Apalagi dengan kejutan pandemi covid 19 saat kini dengan sejumlah tantangan
organisasi birokrasi maupun organisasi swasta. Ada ruang dimana kejutan sosial
(social shock) bisa terjadi karena krisis lingkungan sosial antar harapan
tercapainya kebutuhan dan capaian keberhasilan institusional dalam mendesain
program ditengah pandemi covid 19.
Spektrum
sosial keberagamaan yang menyoroti soal tradisi ibadah normal dan masa siaga
darurat menjadi " frame " dalam prilaku sosial saat ini, dimana ada
kepatuhan, ketaatan dlm melaksanakan aturan, tapi juga ada ketakutan karena
ledakan kematian dan saat bersamaan juga ada soal faktor kebutuhan yang harus
dipenuhi untuk terlepas dari lingkar kebutuhan primer, antara stay at home dan
pemenuhan kebutuhan hidup.
Tidak heran,
tantangan ini menjadi tantangan bersama yang saya, Pdt. Amsal Yowei sampaikan
sebagai " sinergitas beragama", dimana indikatornya adalah membangun
soliditas umat beragama sebagai makhluk Tuhan untuk sama sama keluar dari
pandemi COVID 19.
Maka respon
sosial keumatan dalam mengembangkan sinergitas beragama juga didasarkan pada
ketaatan, kepatuhan dalam melaksanakan regulasi dan penyampaian informasi
pemerintah dalam mengatasi lonjakan pasien positif covid 19 dengan tingkat
sebaran Covid 19 di masyarakat yang secara acak terjadi, diliuar dari dugaan
dugaan nalar kita.
Apa
tindakannya, ...yah !!!
Social
distancing dan pshycal distancing berupa masing masing kita menjadi pemutus
sebaran Covid 19 dengan stay at home berupa bekerja dari rumah dan beribadah
dari rumah.
Apa
keuntungannya ...!!!
Penguatan
keluarga menjadi " faktor penting " dari kecerdasan sosial dan
kecerdasan dalam bekerja. " Rumah " jadi pilihan utama dengan
keajegan yang mengkonfirmasi berbagai tindakan personal dan sosial, karena
ending stay at home itu adalah " rumah abadi " ( syurga) yang semua
umat beragama sedang berusaha menggapai.
Perspektif
rumah boleh jadi menjadi asumsi asumsi personal berupa kejenuhan, kebosanan,
dan rutinitas yang melelahkan, tapi sesungguhnya jika didalami menjadi spektrum
luas dimana rumah menjadi konfirmasi perilaku sosial yang ajeg, terukur, damai
dan mensejahterakan.
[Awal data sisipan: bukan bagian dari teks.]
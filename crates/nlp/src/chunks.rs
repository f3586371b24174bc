//! Base noun-phrase segmentation over an English dependency parse.

use crate::doc::{Doc, Span};
use crate::token::dep;

/// Labels whose nominal dependents start a chunk.
const NP_DEPS: &[&str] = &[
    "oprd",
    "nsubj",
    "dobj",
    "nsubjpass",
    "pcomp",
    "pobj",
    "dative",
    "appos",
    "attr",
    "ROOT",
];

impl Doc {
    /// Non-nested noun chunks in document order.
    ///
    /// Each chunk runs from the left edge of a nominal token's subtree up to
    /// and including the token itself. A conjunct counts when its chain of
    /// `conj` heads reaches a token with one of the chunk labels.
    pub fn noun_chunks(&self) -> Vec<Span<'_>> {
        let mut chunks = Vec::new();
        let mut prev_end: Option<usize> = None;

        for word in self.tokens() {
            if !word.pos.is_nominal() {
                continue;
            }

            let left = self.left_edge(word.index);
            if prev_end.is_some_and(|end| left <= end) {
                continue;
            }

            let starts_chunk = if word.has_dep(NP_DEPS) {
                true
            } else if word.dep == dep::CONJ {
                let mut head = self.token(word.head);
                while head.dep == dep::CONJ && head.head < head.index {
                    head = self.token(head.head);
                }
                head.has_dep(NP_DEPS)
            } else {
                false
            };

            if starts_chunk {
                prev_end = Some(word.index);
                chunks.push(self.span(left, word.index + 1));
            }
        }

        chunks
    }
}
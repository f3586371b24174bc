use serde::Serialize;
use std::sync::Arc;
use std::sync::atomic::{AtomicU64, AtomicUsize, Ordering};
use std::time::{Duration, Instant};

pub struct Metrics {
    // Counters
    total_requests: AtomicUsize,
    successful_requests: AtomicUsize,
    failed_requests: AtomicUsize,

    // Timing (in microseconds)
    total_extract_time_us: AtomicU64,

    // Graph sizes
    total_nodes: AtomicUsize,
    total_edges: AtomicUsize,
}

impl Metrics {
    pub fn new() -> Arc<Self> {
        Arc::new(Self {
            total_requests: AtomicUsize::new(0),
            successful_requests: AtomicUsize::new(0),
            failed_requests: AtomicUsize::new(0),
            total_extract_time_us: AtomicU64::new(0),
            total_nodes: AtomicUsize::new(0),
            total_edges: AtomicUsize::new(0),
        })
    }

    pub fn record_request(&self, success: bool) {
        self.total_requests.fetch_add(1, Ordering::Relaxed);
        if success {
            self.successful_requests.fetch_add(1, Ordering::Relaxed);
        } else {
            self.failed_requests.fetch_add(1, Ordering::Relaxed);
        }
    }

    pub fn record_extract(&self, duration: Duration, nodes: usize, edges: usize) {
        self.total_extract_time_us
            .fetch_add(duration.as_micros() as u64, Ordering::Relaxed);
        self.total_nodes.fetch_add(nodes, Ordering::Relaxed);
        self.total_edges.fetch_add(edges, Ordering::Relaxed);
    }

    pub fn snapshot(&self) -> MetricsSnapshot {
        let successful = self.successful_requests.load(Ordering::Relaxed);
        let total_us = self.total_extract_time_us.load(Ordering::Relaxed) as f64;

        MetricsSnapshot {
            total_requests: self.total_requests.load(Ordering::Relaxed),
            successful_requests: successful,
            failed_requests: self.failed_requests.load(Ordering::Relaxed),
            avg_extract_time_ms: if successful > 0 {
                total_us / successful as f64 / 1000.0 // Convert to ms
            } else {
                0.0
            },
            total_nodes: self.total_nodes.load(Ordering::Relaxed),
            total_edges: self.total_edges.load(Ordering::Relaxed),
        }
    }
}

#[derive(Debug, Serialize)]
pub struct MetricsSnapshot {
    pub total_requests: usize,
    pub successful_requests: usize,
    pub failed_requests: usize,
    pub avg_extract_time_ms: f64,
    pub total_nodes: usize,
    pub total_edges: usize,
}

pub struct TimedOperation {
    start: Instant,
}

impl TimedOperation {
    pub fn start() -> Self {
        Self {
            start: Instant::now(),
        }
    }

    pub fn elapsed(&self) -> Duration {
        self.start.elapsed()
    }
}
//! Per-chunk document analysis.

use pacta_document::Chunk;
use pacta_llm::LlmProvider;

use crate::parser::ResponseParser;
use crate::prompt;
use crate::report::AnalysisReport;

/// Sends every chunk through the model with the fixed instruction prompt
/// and accumulates parsed bullets across chunks.
///
/// A failed request means that chunk contributes nothing; processing
/// always continues with the next chunk. Nothing is retried.
pub struct DocumentAnalyzer<P: LlmProvider> {
    provider: P,
}

impl<P: LlmProvider> DocumentAnalyzer<P> {
    #[must_use]
    pub fn new(provider: P) -> Self {
        Self { provider }
    }

    pub async fn analyze(&self, chunks: &[Chunk]) -> AnalysisReport {
        let mut report = AnalysisReport::new();

        for chunk in chunks {
            let messages = prompt::analysis_request(chunk);
            match self.provider.chat(&messages).await {
                Ok(response) => {
                    let mut parser = ResponseParser::new();
                    parser.feed(&response, &mut report);
                    if parser.skipped() > 0 {
                        tracing::debug!(
                            chunk_index = chunk.chunk_index,
                            skipped = parser.skipped(),
                            "response contained unrecognized lines"
                        );
                    }
                }
                Err(e) => {
                    tracing::warn!(
                        chunk_index = chunk.chunk_index,
                        error = %e,
                        "error processing chunk; continuing with next"
                    );
                }
            }
        }

        report
    }
}
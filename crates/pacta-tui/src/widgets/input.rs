use ratatui::Frame;
use ratatui::layout::Rect;
use ratatui::widgets::{Block, Borders, Paragraph, Wrap};
use unicode_width::UnicodeWidthStr;

use crate::app::{App, InputMode};
use crate::theme::Theme;

pub fn render(app: &App, frame: &mut Frame, area: Rect) {
    let theme = Theme::default();

    let title = match app.input_mode() {
        InputMode::Normal => " Ask about the contract (press 'i' to type) ",
        InputMode::Insert => " Ask about the contract (Enter to submit, Esc to cancel) ",
    };

    let block = Block::default()
        .borders(Borders::ALL)
        .border_style(theme.panel_border)
        .title(title);

    let paragraph = Paragraph::new(app.input())
        .block(block)
        .style(theme.input_cursor)
        .wrap(Wrap { trim: false });

    frame.render_widget(paragraph, area);

    if matches!(app.input_mode(), InputMode::Insert) {
        let prefix: String = app.input().chars().take(app.cursor_position()).collect();
        #[allow(clippy::cast_possible_truncation)]
        let cursor_x = area.x + prefix.width() as u16 + 1;
        frame.set_cursor_position((cursor_x, area.y + 1));
    }
}
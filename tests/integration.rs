//! End-to-end pipeline tests over a scripted provider: load text,
//! chunk, analyze into the four categories, then ask a follow-up.

use pacta_core::{Category, ChatResponder, DocumentAnalyzer, prompt};
use pacta_document::{DocumentLoader, SplitterConfig, TextLoader, TextSplitter};
use pacta_llm::mock::MockProvider;

fn analysis_response(tag: &str) -> String {
    format!(
        "- Key Clauses:\n* clause {tag}\n- Risks:\n* risk {tag}\n\
         - Unusual Terms:\n* term {tag}\n- Actionable Insights:\n* insight {tag}"
    )
}

#[tokio::test]
async fn document_flows_from_file_to_report() {
    let dir = tempfile::tempdir().unwrap();
    let file = dir.path().join("contract.txt");
    let body = "This agreement binds both parties. ".repeat(40);
    std::fs::write(&file, &body).unwrap();

    let document = TextLoader::default().load(&file).await.unwrap();
    let splitter = TextSplitter::new(SplitterConfig {
        chunk_size: 400,
        chunk_overlap: 80,
        sentence_aware: false,
    });
    let chunks = splitter.split(&document);
    assert!(chunks.len() > 1, "document should produce several chunks");

    let responses: Vec<String> = (0..chunks.len())
        .map(|i| analysis_response(&i.to_string()))
        .collect();
    let analyzer = DocumentAnalyzer::new(MockProvider::with_responses(responses));
    let report = analyzer.analyze(&chunks).await;

    for category in Category::ALL {
        assert_eq!(report.items(category).len(), chunks.len());
    }
    assert_eq!(report.items(Category::Risks)[0], "risk 0");
}

#[tokio::test]
async fn one_bad_chunk_does_not_sink_the_document() {
    let dir = tempfile::tempdir().unwrap();
    let file = dir.path().join("contract.txt");
    std::fs::write(&file, "a".repeat(900)).unwrap();

    let document = TextLoader::default().load(&file).await.unwrap();
    let splitter = TextSplitter::new(SplitterConfig {
        chunk_size: 300,
        chunk_overlap: 0,
        sentence_aware: false,
    });
    let chunks = splitter.split(&document);
    assert_eq!(chunks.len(), 3);

    let analyzer = DocumentAnalyzer::new(MockProvider::with_script(vec![
        Ok(analysis_response("first")),
        Err("quota exceeded".into()),
        Ok(analysis_response("third")),
    ]));
    let report = analyzer.analyze(&chunks).await;

    assert_eq!(
        report.items(Category::KeyClauses),
        ["clause first", "clause third"]
    );
}

#[tokio::test]
async fn chat_over_loaded_chunks_returns_answer() {
    let dir = tempfile::tempdir().unwrap();
    let file = dir.path().join("contract.txt");
    std::fs::write(&file, "The notice period is ninety days.").unwrap();

    let document = TextLoader::default().load(&file).await.unwrap();
    let chunks = TextSplitter::new(SplitterConfig::default()).split(&document);

    let responder = ChatResponder::new(MockProvider::with_responses(vec![
        "Ninety days.".into(),
    ]));
    let answer = responder.answer("what is the notice period?", &chunks).await;
    assert_eq!(answer, "Ninety days.");
}

#[tokio::test]
async fn empty_document_produces_empty_report_without_requests() {
    let dir = tempfile::tempdir().unwrap();
    let file = dir.path().join("empty.txt");
    std::fs::write(&file, "").unwrap();

    let document = TextLoader::default().load(&file).await.unwrap();
    let chunks = TextSplitter::new(SplitterConfig::default()).split(&document);
    assert!(chunks.is_empty());

    let mock = MockProvider::default();
    let counter = mock.clone();
    let report = DocumentAnalyzer::new(mock).analyze(&chunks).await;
    assert!(report.is_empty());
    assert_eq!(counter.call_count(), 0);

    let responder = ChatResponder::new(MockProvider::default());
    let answer = responder.answer("anything?", &chunks).await;
    assert_eq!(answer, prompt::CHAT_UPLOAD_FIRST);
}
use std::time::Duration;

use crossterm::event::{self, Event as CrosstermEvent, KeyEvent, MouseEventKind};
use pacta_core::AnalysisReport;
use tokio::sync::mpsc;

#[derive(Debug)]
pub enum AppEvent {
    Key(KeyEvent),
    Tick,
    Resize(u16, u16),
    MouseScroll(i8),
    Worker(WorkerEvent),
}

/// Results flowing back from the worker task.
#[derive(Debug)]
pub enum WorkerEvent {
    Status(String),
    AnalysisComplete(AnalysisReport),
    AnalysisFailed(String),
    ChatAnswer(String),
}

pub struct EventReader {
    tx: mpsc::Sender<AppEvent>,
    tick_rate: Duration,
}

impl EventReader {
    #[must_use]
    pub fn new(tx: mpsc::Sender<AppEvent>, tick_rate: Duration) -> Self {
        Self { tx, tick_rate }
    }

    /// Blocking loop — must run on a dedicated `std::thread`, not a tokio worker.
    pub fn run(self) {
        loop {
            if event::poll(self.tick_rate).unwrap_or(false) {
                let evt = match event::read() {
                    Ok(CrosstermEvent::Key(key)) => AppEvent::Key(key),
                    Ok(CrosstermEvent::Resize(w, h)) => AppEvent::Resize(w, h),
                    Ok(CrosstermEvent::Mouse(mouse)) => match mouse.kind {
                        MouseEventKind::ScrollUp => AppEvent::MouseScroll(1),
                        MouseEventKind::ScrollDown => AppEvent::MouseScroll(-1),
                        _ => continue,
                    },
                    _ => continue,
                };
                if self.tx.blocking_send(evt).is_err() {
                    break;
                }
            } else if self.tx.blocking_send(AppEvent::Tick).is_err() {
                break;
            }
        }
    }
}

#[cfg(test)]
mod tests {
    use super::*;

    #[test]
    fn worker_event_debug() {
        let e = WorkerEvent::Status("working".into());
        assert!(format!("{e:?}").contains("Status"));
    }

    #[test]
    fn app_event_variants() {
        assert!(matches!(AppEvent::Tick, AppEvent::Tick));
        assert!(matches!(
            AppEvent::Resize(80, 24),
            AppEvent::Resize(80, 24)
        ));
        assert!(matches!(AppEvent::MouseScroll(1), AppEvent::MouseScroll(1)));
    }

    #[test]
    fn event_reader_construction() {
        let (tx, _rx) = mpsc::channel(16);
        let reader = EventReader::new(tx, Duration::from_millis(100));
        assert_eq!(reader.tick_rate, Duration::from_millis(100));
    }
}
Bukankah rumah abadi (syurga) itu, ekspektasi tertinggi yang
sedang kita perjuangkan dalam masa kehidupan kita didunia.
Nah ... !!!
Bagi orang beriman adalah usaha keras untuk mencapai ekspektasi rumah abadi
(syurga) itu diwujudkan dengan membangun keajegan dalam rumah kita sendiri,
karena pesona rumah kita itu sebenarnya damai sejahtera _ !!!.
Yah !!, bagi
orang beriman bahwa pandemi covid 19 juga adalah ujian keimanan dan juga
teguran Tuhan dalam mengembangkan sinergitas beragama, karena sebagai makhluk
Tuhan, boleh jadi gempuran teknologi membuat kita kadang lupa berdoa atau juga
lupa beribadah dan hampir semua waktu kita selalu berhubungan dengan teknologi
; ponsel cerdas kita , sehingga pijakan pandemi covid 19 juga mampu menaikan
derajat kesadaran pada kita untuk pulang ke rumah jiwa kita, karena disitulah
titik dimana kita menemukan diri kita yang sejatinya adalah makhluk Tuhan.